Segment Start: Exercise material

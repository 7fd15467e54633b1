//! Connecting to the secret store.

use std::env;

use surrealdb::Surreal;
use surrealdb::engine::remote::ws::{Client, Ws};
use surrealdb::opt::auth::Root;
use tracing::info;

use crate::error::DbError;
use crate::schema::run_migrations;

/// Where the store lives and how to sign in to it. `url` is a
/// `host:port` WebSocket address.
#[derive(Debug, Clone)]
pub struct DbConfig {
    pub url: String,
    pub namespace: String,
    pub database: String,
    pub username: String,
    pub password: String,
}

impl Default for DbConfig {
    fn default() -> Self {
        Self {
            url: "127.0.0.1:8000".into(),
            namespace: "strongbox".into(),
            database: "secrets".into(),
            username: "root".into(),
            password: "root".into(),
        }
    }
}

impl DbConfig {
    /// Read `STRONGBOX_DB_URL`, `STRONGBOX_DB_NAMESPACE`,
    /// `STRONGBOX_DB_DATABASE`, `STRONGBOX_DB_USERNAME` and
    /// `STRONGBOX_DB_PASSWORD`, falling back to the defaults.
    pub fn from_env() -> Self {
        Self::from_lookup(|key| env::var(key).ok())
    }

    fn from_lookup(lookup: impl Fn(&str) -> Option<String>) -> Self {
        let defaults = Self::default();
        let var = |key: &str, fallback: String| lookup(key).unwrap_or(fallback);
        Self {
            url: var("STRONGBOX_DB_URL", defaults.url),
            namespace: var("STRONGBOX_DB_NAMESPACE", defaults.namespace),
            database: var("STRONGBOX_DB_DATABASE", defaults.database),
            username: var("STRONGBOX_DB_USERNAME", defaults.username),
            password: var("STRONGBOX_DB_PASSWORD", defaults.password),
        }
    }
}

#[derive(Clone)]
pub struct DbManager {
    db: Surreal<Client>,
}

impl DbManager {
    /// Connect, sign in as root, select the namespace and database, and
    /// bring the schema up to date.
    pub async fn connect(config: &DbConfig) -> Result<Self, DbError> {
        let db = Surreal::new::<Ws>(config.url.as_str()).await?;
        db.signin(Root {
            username: config.username.clone(),
            password: config.password.clone(),
        })
        .await?;
        db.use_ns(&config.namespace)
            .use_db(&config.database)
            .await?;
        run_migrations(&db).await?;

        info!(
            url = %config.url,
            namespace = %config.namespace,
            database = %config.database,
            "Secret store connected"
        );
        Ok(Self { db })
    }

    pub fn client(&self) -> Surreal<Client> {
        self.db.clone()
    }
}
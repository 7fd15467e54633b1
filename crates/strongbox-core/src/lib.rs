//! Strongbox Core: domain models, error taxonomy, repository traits and
//! the clock capability shared by every Strongbox crate.

pub mod clock;
pub mod error;
pub mod models;
pub mod repository;

pub use clock::{Clock, FixedClock, SystemClock};
pub use error::{ErrorBody, StrongboxError, StrongboxResult};
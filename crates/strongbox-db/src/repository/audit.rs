//! SurrealDB implementation of [`AuditRecordRepository`].
//!
//! Only `append` and `list` exist; records are never updated or removed.

use chrono::{DateTime, Utc};
use strongbox_core::error::StrongboxResult;
use strongbox_core::models::audit::{
    AuditOperation, AuditOutcome, CreateOperationAuditRecord, OperationAuditRecord,
};
use strongbox_core::repository::{
    AuditRecordFilter, AuditRecordRepository, PaginatedResult, Pagination,
};
use surrealdb::{Connection, Surreal};
use surrealdb_types::SurrealValue;
use uuid::Uuid;

use crate::error::DbError;

#[derive(Debug, SurrealValue)]
struct AuditRow {
    path: String,
    operation: String,
    outcome: String,
    failure_code: Option<String>,
    actor: Option<String>,
    timestamp: DateTime<Utc>,
}

#[derive(Debug, SurrealValue)]
struct AuditRowWithId {
    record_id: String,
    path: String,
    operation: String,
    outcome: String,
    failure_code: Option<String>,
    actor: Option<String>,
    timestamp: DateTime<Utc>,
}

fn decode_err(reason: String) -> DbError {
    DbError::Decode {
        entity: "operation_audit_record".into(),
        reason,
    }
}

fn row_to_record(row: AuditRow, id: Uuid) -> Result<OperationAuditRecord, DbError> {
    let operation = AuditOperation::parse(&row.operation)
        .ok_or_else(|| decode_err(format!("unknown operation '{}'", row.operation)))?;
    let outcome = AuditOutcome::parse(&row.outcome)
        .ok_or_else(|| decode_err(format!("unknown outcome '{}'", row.outcome)))?;
    Ok(OperationAuditRecord {
        id,
        path: row.path,
        operation,
        outcome,
        failure_code: row.failure_code,
        actor: row.actor,
        timestamp: row.timestamp,
    })
}

impl AuditRowWithId {
    fn try_into_record(self) -> Result<OperationAuditRecord, DbError> {
        let id = Uuid::parse_str(&self.record_id)
            .map_err(|e| decode_err(format!("invalid UUID: {e}")))?;
        let row = AuditRow {
            path: self.path,
            operation: self.operation,
            outcome: self.outcome,
            failure_code: self.failure_code,
            actor: self.actor,
            timestamp: self.timestamp,
        };
        row_to_record(row, id)
    }
}

#[derive(Debug, SurrealValue)]
struct CountRow {
    total: u64,
}

/// Build the WHERE clause for the populated filter fields.
fn where_clause(filter: &AuditRecordFilter) -> String {
    let mut conditions = Vec::new();
    if filter.path.is_some() {
        conditions.push("path = $path");
    }
    if filter.operation.is_some() {
        conditions.push("operation = $operation");
    }
    if filter.from.is_some() {
        conditions.push("timestamp >= $from");
    }
    if filter.to.is_some() {
        conditions.push("timestamp <= $to");
    }
    if conditions.is_empty() {
        String::new()
    } else {
        format!(" WHERE {}", conditions.join(" AND "))
    }
}

/// SurrealDB implementation of the audit record repository.
#[derive(Clone)]
pub struct SurrealAuditRecordRepository<C: Connection> {
    db: Surreal<C>,
}

impl<C: Connection> SurrealAuditRecordRepository<C> {
    pub fn new(db: Surreal<C>) -> Self {
        Self { db }
    }
}

impl<C: Connection> AuditRecordRepository for SurrealAuditRecordRepository<C> {
    async fn append(
        &self,
        input: CreateOperationAuditRecord,
    ) -> StrongboxResult<OperationAuditRecord> {
        let id = Uuid::now_v7();
        let id_str = id.to_string();

        let result = self
            .db
            .query(
                "CREATE type::record('operation_audit_record', $id) SET \
                 path = $path, \
                 operation = $operation, \
                 outcome = $outcome, \
                 failure_code = $failure_code, \
                 actor = $actor, \
                 timestamp = $timestamp",
            )
            .bind(("id", id_str.clone()))
            .bind(("path", input.path))
            .bind(("operation", input.operation.as_str()))
            .bind(("outcome", input.outcome.as_str()))
            .bind(("failure_code", input.failure_code))
            .bind(("actor", input.actor))
            .bind(("timestamp", input.timestamp))
            .await
            .map_err(DbError::from)?;

        let mut result = result
            .check()
            .map_err(|e| DbError::Query(e.to_string()))?;

        let rows: Vec<AuditRow> = result.take(0).map_err(DbError::from)?;
        let row = rows.into_iter().next().ok_or_else(|| DbError::NotFound {
            entity: "operation_audit_record".into(),
            id: id_str,
        })?;

        row_to_record(row, id).map_err(Into::into)
    }

    async fn list(
        &self,
        filter: AuditRecordFilter,
        pagination: Pagination,
    ) -> StrongboxResult<PaginatedResult<OperationAuditRecord>> {
        let conditions = where_clause(&filter);
        let operation = filter.operation.map(|op| op.as_str().to_string());

        let mut count_result = self
            .db
            .query(format!(
                "SELECT count() AS total FROM operation_audit_record{conditions} GROUP ALL"
            ))
            .bind(("path", filter.path.clone()))
            .bind(("operation", operation.clone()))
            .bind(("from", filter.from))
            .bind(("to", filter.to))
            .await
            .map_err(DbError::from)?;
        let count_rows: Vec<CountRow> = count_result.take(0).map_err(DbError::from)?;
        let total = count_rows.first().map(|r| r.total).unwrap_or(0);

        let mut result = self
            .db
            .query(format!(
                "SELECT meta::id(id) AS record_id, * \
                 FROM operation_audit_record{conditions} \
                 ORDER BY id ASC \
                 LIMIT $limit START $offset"
            ))
            .bind(("path", filter.path))
            .bind(("operation", operation))
            .bind(("from", filter.from))
            .bind(("to", filter.to))
            .bind(("limit", pagination.limit))
            .bind(("offset", pagination.offset))
            .await
            .map_err(DbError::from)?;

        let rows: Vec<AuditRowWithId> = result.take(0).map_err(DbError::from)?;
        let items = rows
            .into_iter()
            .map(AuditRowWithId::try_into_record)
            .collect::<Result<Vec<_>, DbError>>()?;

        Ok(PaginatedResult {
            items,
            total,
            offset: pagination.offset,
            limit: pagination.limit,
        })
    }
}

#[cfg(test)]
mod tests {
    use super::*;

    #[test]
    fn empty_filter_has_no_where_clause() {
        assert_eq!(where_clause(&AuditRecordFilter::default()), "");
    }

    #[test]
    fn populated_filters_are_joined() {
        let filter = AuditRecordFilter {
            path: Some("/api/v1/data/foo".into()),
            operation: Some(AuditOperation::CredentialAccess),
            ..Default::default()
        };
        assert_eq!(
            where_clause(&filter),
            " WHERE path = $path AND operation = $operation"
        );
    }
}
//! CSV file market data adapter.
//!
//! Layout under the root directory:
//!
//! ```text
//! prices/{TICKER}.csv      date,close
//! dividends/{TICKER}.csv   ex_date,amount
//! fx/{FROM}_{TO}.csv       date,rate
//! ```
//!
//! Lookups are exact-date. A ticker without a dividend file has an empty
//! schedule. When only the reverse FX file exists its rate is inverted.

use crate::domain::error::HindsightError;
use crate::domain::market_data::{DividendEvent, FxRate, PricePoint};
use crate::ports::dividend_port::DividendSource;
use crate::ports::fx_port::FxRateSource;
use crate::ports::price_port::PriceSource;
use chrono::NaiveDate;
use std::fs;
use std::path::{Path, PathBuf};
use tracing::debug;

pub struct CsvMarketData {
    base_path: PathBuf,
}

impl CsvMarketData {
    pub fn new(base_path: PathBuf) -> Self {
        Self { base_path }
    }

    fn price_path(&self, ticker: &str) -> PathBuf {
        self.base_path
            .join("prices")
            .join(format!("{}.csv", ticker.to_uppercase()))
    }

    fn dividend_path(&self, ticker: &str) -> PathBuf {
        self.base_path
            .join("dividends")
            .join(format!("{}.csv", ticker.to_uppercase()))
    }

    fn fx_path(&self, from: &str, to: &str) -> PathBuf {
        self.base_path.join("fx").join(format!("{}_{}.csv", from, to))
    }

    /// Full price history of a ticker, oldest first.
    pub fn price_history(&self, ticker: &str) -> Result<Vec<PricePoint>, String> {
        let rows = read_rows(&self.price_path(ticker))?;
        let mut points = rows
            .into_iter()
            .map(|(date, close)| PricePoint { date, close })
            .collect::<Vec<_>>();
        points.sort_by_key(|p| p.date);
        Ok(points)
    }

    /// Rate history for one currency pair, falling back to the inverted
    /// reverse pair.
    pub fn fx_history(&self, from: &str, to: &str) -> Result<Vec<FxRate>, String> {
        let direct = self.fx_path(from, to);
        if direct.exists() {
            return Ok(read_rows(&direct)?
                .into_iter()
                .map(|(date, rate)| FxRate {
                    from: from.to_string(),
                    to: to.to_string(),
                    date,
                    rate,
                })
                .collect());
        }

        let reverse = self.fx_path(to, from);
        if reverse.exists() {
            debug!(path = %reverse.display(), "using inverted reverse fx file");
            return Ok(read_rows(&reverse)?
                .into_iter()
                .map(|(date, rate)| {
                    FxRate {
                        from: to.to_string(),
                        to: from.to_string(),
                        date,
                        rate,
                    }
                    .inverse()
                })
                .collect());
        }

        Err(format!("no rate file for {}/{}", from, to))
    }
}

impl PriceSource for CsvMarketData {
    fn close_price(&self, ticker: &str, date: NaiveDate) -> Result<f64, HindsightError> {
        let unavailable = |reason: String| HindsightError::PriceUnavailable {
            ticker: ticker.to_string(),
            date,
            reason,
        };

        self.price_history(ticker)
            .map_err(unavailable)?
            .into_iter()
            .find(|p| p.date == date)
            .map(|p| p.close)
            .ok_or_else(|| unavailable(format!("no data for date {}", date)))
    }
}

impl DividendSource for CsvMarketData {
    fn schedule(
        &self,
        ticker: &str,
        from: NaiveDate,
        to: NaiveDate,
    ) -> Result<Vec<DividendEvent>, HindsightError> {
        let path = self.dividend_path(ticker);
        if !path.exists() {
            debug!(ticker, "no dividend file, assuming no dividends");
            return Ok(Vec::new());
        }

        let rows = read_rows(&path).map_err(|reason| HindsightError::DividendsUnavailable {
            ticker: ticker.to_string(),
            reason,
        })?;

        let mut events: Vec<DividendEvent> = rows
            .into_iter()
            .filter(|(date, _)| *date >= from && *date <= to)
            .map(|(ex_date, per_share_amount)| DividendEvent {
                ex_date,
                per_share_amount,
            })
            .collect();
        events.sort_by_key(|d| d.ex_date);
        Ok(events)
    }
}

impl FxRateSource for CsvMarketData {
    fn rate(&self, from: &str, to: &str, date: NaiveDate) -> Result<f64, HindsightError> {
        let unavailable = |reason: String| HindsightError::RateUnavailable {
            from: from.to_string(),
            to: to.to_string(),
            date,
            reason,
        };

        self.fx_history(from, to)
            .map_err(unavailable)?
            .into_iter()
            .find(|r| r.date == date)
            .map(|r| r.rate)
            .ok_or_else(|| unavailable(format!("no rate for date {}", date)))
    }
}

/// Read a two-column `date,value` file with a header row.
fn read_rows(path: &Path) -> Result<Vec<(NaiveDate, f64)>, String> {
    debug!(path = %path.display(), "reading csv");
    let content = fs::read_to_string(path)
        .map_err(|e| format!("failed to read {}: {}", path.display(), e))?;

    let mut rdr = csv::Reader::from_reader(content.as_bytes());
    let mut rows = Vec::new();

    for result in rdr.records() {
        let record = result.map_err(|e| format!("CSV parse error: {}", e))?;

        let date_str = record.get(0).ok_or("missing date column")?;
        let date = NaiveDate::parse_from_str(date_str.trim(), "%Y-%m-%d")
            .map_err(|e| format!("invalid date format: {}", e))?;

        let value: f64 = record
            .get(1)
            .ok_or("missing value column")?
            .trim()
            .parse()
            .map_err(|e| format!("invalid value on {}: {}", date, e))?;

        rows.push((date, value));
    }

    Ok(rows)
}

Segment End: Exercise material

§ **Task to carry out**
Every line of the material above that has the string "actor" needs pulling out.

§ **Written response**
    actor: Option<String>,
    actor: Option<String>,
        actor: row.actor,
            actor: self.actor,
                 actor = $actor, \
            .bind(("actor", input.actor))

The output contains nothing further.